Alcoholic beverage servers and managers at over 56,000 businesses must be trained and certified by August 31

CALIFORNIA — The deadline for alcohol servers and their managers at over 56,000 businesses to meet mandatory training under a new law is rapidly approaching. 

The new law goes into effect on July 1, and by August 31, every alcohol server and their managers must be trained underAssembly Bill 1221 and Assembly Bill 82. AB 1221 defines an alcohol server as anyone that is employed at an ABC on-premises licensed establishment who is responsible for checking identifications, taking customer orders, and pouring or delivering alcoholic beverages.

Alcohol servers and their managers must have a valid Responsible Beverage Service (RBS) certification from the Department of Alcoholic Beverage Control (ABC). Servers and their managers must pass an online ABC administered RBS exam by August 31 to be certified. If they are newly hired, they must pass the exam and be certified 60 days from the first date of employment.


ABC developed the RBS program by holding meetings around the state with stakeholders to gather input to determine the best method of meeting the new training mandate. Based on input, ABC created the RBS training portal. The portal provides access to an alcoholic beverage training service and certification program to address the requirements of AB 1221.

RBS Training and Certification is a Three-Step process:

  1. Register with ABC as a Server on the RBS Portal
  2. Take RBS training from an approved RBS Training Provider
  3. Return to the RBS Portal to take ABC’s alcohol server certification exam.

The portal allows servers and managers to complete these steps. They can register as a server, search for training providers, and complete the exam all in one place. 

“The development of the RBS portal is a major accomplishment. The entirety of the certification process is online, including the ability to accept online payments,” said Licensing Division Chief Jaime Taylor. “The RBS training program is designed to provide licensees, managers, and servers with the tools and knowledge needed to promote responsible consumption, reduce youth access to alcohol, and make communities safe.”

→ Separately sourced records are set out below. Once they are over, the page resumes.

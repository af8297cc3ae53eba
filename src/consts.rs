/// Contribution rate for employers registered as "AP"
pub const RATE_AP: f64 = 0.10;
/// Contribution rate for employers registered as "AV"
pub const RATE_AV: f64 = 0.03;

/// Applied on the base contribution when the payroll is declared after the deadline
pub const LATE_FILING_RATE: f64 = 0.01;

pub const ANNUAL_INTEREST_RATE: f64 = 0.0999;
/// Commercial year convention used for daily interest
pub const INTEREST_DAY_COUNT: f64 = 360.0;
pub const INTEREST_PENALTY_RATE: f64 = 0.10;

pub const ASUSS_RATE: f64 = 0.005;
pub const HEALTH_MINISTRY_RATE: f64 = 0.05;

/// Fixed administrative charge for the contribution form
pub const FORM_FEE: f64 = 5.0;

/// UTC-4
pub const DEFAULT_FUND_UTC_OFFSET_HOURS: i32 = -4;

pub const DEFAULT_PAGE_SIZE: u64 = 20;
pub const MAX_PAGE_SIZE: u64 = 200;
use chrono::NaiveDate;
use serde::Deserialize;

use crate::workers::WorkerRow;

#[derive(Debug, Deserialize)]
pub(super) struct CreatePayroll {
    pub(super) com_nro: Option<i32>,
    pub(super) cod_patronal: String,
    pub(super) empresa: String,
    /// `AP` or `AV`
    pub(super) tipo_empresa: String,
    pub(super) gestion: i32,
    pub(super) mes: u32,
    pub(super) trabajadores: Vec<WorkerRow>,
}

#[derive(Debug, Deserialize)]
pub(super) struct PreliminaryQuery {
    /// Hypothetical payment day in fund time
    pub(super) fecha_pago: NaiveDate,
}
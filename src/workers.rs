use chrono::NaiveDate;
use sea_orm::ActiveValue::{NotSet, Set};
use serde::{Deserialize, Serialize};

use crate::entity::{planilla_adicional_detalle, planilla_aporte_detalle};

/// One worker line of an uploaded or corrected payroll.
///
/// Rows are validated before they reach the store; `salario` is derived here
/// and stored, later edits of the components must go through a new row.
#[derive(Debug, Clone, PartialEq, Serialize, Deserialize)]
pub struct WorkerRow {
    pub nro: i32,
    pub ci: String,
    pub apellido_paterno: String,
    #[serde(default)]
    pub apellido_materno: String,
    pub nombres: String,
    pub sexo: String,
    pub cargo: String,
    pub fecha_nac: NaiveDate,
    pub fecha_ingreso: NaiveDate,
    #[serde(default)]
    pub fecha_retiro: Option<NaiveDate>,
    pub dias_pagados: i32,
    pub haber_basico: f64,
    #[serde(default)]
    pub bono_antiguedad: f64,
    #[serde(default)]
    pub monto_horas_extra: f64,
    #[serde(default)]
    pub monto_horas_extra_nocturnas: f64,
    #[serde(default)]
    pub otros_bonos_pagos: f64,
    pub regional: String,
}

#[derive(Debug, Clone, Copy, PartialEq)]
pub struct Totals {
    pub total_importe: f64,
    pub total_trabaj: i32,
}

impl WorkerRow {
    pub fn salario(&self) -> f64 {
        self.haber_basico
            + self.bono_antiguedad
            + self.monto_horas_extra
            + self.monto_horas_extra_nocturnas
            + self.otros_bonos_pagos
    }

    pub fn validate(&self) -> Result<(), String> {
        let fail = |reason: &str| Err(format!("row {} (CI `{}`): {reason}", self.nro, self.ci));

        if self.ci.trim().is_empty() {
            return fail("identity document is required");
        }
        if self.nombres.trim().is_empty() || self.apellido_paterno.trim().is_empty() {
            return fail("names are required");
        }
        if !matches!(self.sexo.trim(), "M" | "F") {
            return fail("sex must be `M` or `F`");
        }
        if !(0..=31).contains(&self.dias_pagados) {
            return fail("paid days must be between 0 and 31");
        }

        let components = [
            self.haber_basico,
            self.bono_antiguedad,
            self.monto_horas_extra,
            self.monto_horas_extra_nocturnas,
            self.otros_bonos_pagos,
        ];
        if components.iter().any(|c| !c.is_finite() || *c < 0.0) {
            return fail("pay components must be non-negative amounts");
        }

        if self.fecha_retiro.is_some_and(|retiro| retiro < self.fecha_ingreso) {
            return fail("termination date is before hire date");
        }

        Ok(())
    }

    pub fn into_aporte_detalle(self, id_planilla_aportes: i32) -> planilla_aporte_detalle::ActiveModel {
        let salario = self.salario();

        planilla_aporte_detalle::ActiveModel {
            id_planilla_aportes_detalles: NotSet,
            id_planilla_aportes: Set(id_planilla_aportes),
            nro: Set(self.nro),
            ci: Set(self.ci.trim().to_owned()),
            apellido_paterno: Set(self.apellido_paterno),
            apellido_materno: Set(self.apellido_materno),
            nombres: Set(self.nombres),
            sexo: Set(self.sexo.trim().to_owned()),
            cargo: Set(self.cargo),
            fecha_nac: Set(self.fecha_nac),
            fecha_ingreso: Set(self.fecha_ingreso),
            fecha_retiro: Set(self.fecha_retiro),
            dias_pagados: Set(self.dias_pagados),
            haber_basico: Set(self.haber_basico),
            bono_antiguedad: Set(self.bono_antiguedad),
            monto_horas_extra: Set(self.monto_horas_extra),
            monto_horas_extra_nocturnas: Set(self.monto_horas_extra_nocturnas),
            otros_bonos_pagos: Set(self.otros_bonos_pagos),
            salario: Set(salario),
            regional: Set(self.regional),
        }
    }

    pub fn into_adicional_detalle(self, id_planilla_adicional: i32) -> planilla_adicional_detalle::ActiveModel {
        let salario = self.salario();

        planilla_adicional_detalle::ActiveModel {
            id_planilla_adicional_detalles: NotSet,
            id_planilla_adicional: Set(id_planilla_adicional),
            nro: Set(self.nro),
            ci: Set(self.ci.trim().to_owned()),
            apellido_paterno: Set(self.apellido_paterno),
            apellido_materno: Set(self.apellido_materno),
            nombres: Set(self.nombres),
            sexo: Set(self.sexo.trim().to_owned()),
            cargo: Set(self.cargo),
            fecha_nac: Set(self.fecha_nac),
            fecha_ingreso: Set(self.fecha_ingreso),
            fecha_retiro: Set(self.fecha_retiro),
            dias_pagados: Set(self.dias_pagados),
            haber_basico: Set(self.haber_basico),
            bono_antiguedad: Set(self.bono_antiguedad),
            monto_horas_extra: Set(self.monto_horas_extra),
            monto_horas_extra_nocturnas: Set(self.monto_horas_extra_nocturnas),
            otros_bonos_pagos: Set(self.otros_bonos_pagos),
            salario: Set(salario),
            regional: Set(self.regional),
        }
    }
}

/// Validates every row and computes the payroll aggregates.
pub fn validate_rows(rows: &[WorkerRow]) -> Result<Totals, String> {
    if rows.is_empty() {
        return Err("the payroll has no workers".to_owned());
    }

    for row in rows {
        row.validate()?;
    }

    Ok(Totals {
        total_importe: rows.iter().map(WorkerRow::salario).sum(),
        total_trabaj: rows.len() as i32,
    })
}

#[cfg(test)]
pub(crate) mod tests {
    use super::*;

    pub(crate) fn row(nro: i32, ci: &str, haber_basico: f64) -> WorkerRow {
        WorkerRow {
            nro,
            ci: ci.to_owned(),
            apellido_paterno: "Condori".to_owned(),
            apellido_materno: "Flores".to_owned(),
            nombres: "Ana".to_owned(),
            sexo: "F".to_owned(),
            cargo: "Cajera".to_owned(),
            fecha_nac: NaiveDate::from_ymd_opt(1992, 7, 14).unwrap(),
            fecha_ingreso: NaiveDate::from_ymd_opt(2021, 2, 1).unwrap(),
            fecha_retiro: None,
            dias_pagados: 30,
            haber_basico,
            bono_antiguedad: 0.0,
            monto_horas_extra: 0.0,
            monto_horas_extra_nocturnas: 0.0,
            otros_bonos_pagos: 0.0,
            regional: "La Paz".to_owned(),
        }
    }

    #[test]
    fn test_salario_sums_components() {
        let mut worker = row(1, "100", 3000.0);
        worker.bono_antiguedad = 150.0;
        worker.monto_horas_extra = 200.5;
        worker.monto_horas_extra_nocturnas = 49.5;
        worker.otros_bonos_pagos = 100.0;

        assert_eq!(worker.salario(), 3500.0);

        let detalle = worker.into_aporte_detalle(9);
        assert_eq!(detalle.salario, Set(3500.0));
        assert_eq!(detalle.id_planilla_aportes, Set(9));
    }

    #[test]
    fn test_validate_rows_totals() {
        let totals = validate_rows(&[row(1, "100", 3000.0), row(2, "200", 7000.0)]).unwrap();

        assert_eq!(totals, Totals { total_importe: 10_000.0, total_trabaj: 2 });
    }

    #[test]
    fn test_validate_rows_rejects() {
        assert!(validate_rows(&[]).is_err());

        let mut no_ci = row(1, " ", 3000.0);
        no_ci.ci = " ".to_owned();
        assert!(validate_rows(&[no_ci]).unwrap_err().contains("identity document"));

        let mut negative = row(2, "200", 3000.0);
        negative.otros_bonos_pagos = -1.0;
        assert!(validate_rows(&[negative]).is_err());

        let mut retired_early = row(3, "300", 3000.0);
        retired_early.fecha_retiro = Some(NaiveDate::from_ymd_opt(2020, 1, 1).unwrap());
        assert!(validate_rows(&[retired_early]).unwrap_err().starts_with("row 3"));

        let mut bad_sex = row(4, "400", 3000.0);
        bad_sex.sexo = "X".to_owned();
        assert!(validate_rows(&[bad_sex]).is_err());
    }
}
use sea_orm_migration::prelude::*;

#[async_std::main]
async fn main() {
    cli::run_cli(migration::Migrator).await;
}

Alcohol servers and their managers play an important public safety role. Over 9,000 people were killed in alcohol-related crashes in California between 2009 and 2018, according to the Centers for Disease Control. A Rutgers University study shows some states that implemented responsible beverage service laws saw a drop in deaths involving underage drinking drivers.Oregon was the first state to adopt a mandatory alcohol server program in 1986, and by 1989 single-vehicle nighttime crashes were reduced by 23 percent according to a joint study by the Prevention Research Center and University of Minnesota. By working with approved training providers, ABC hopes to reduce incidents like these, as well as other alcohol-related harm.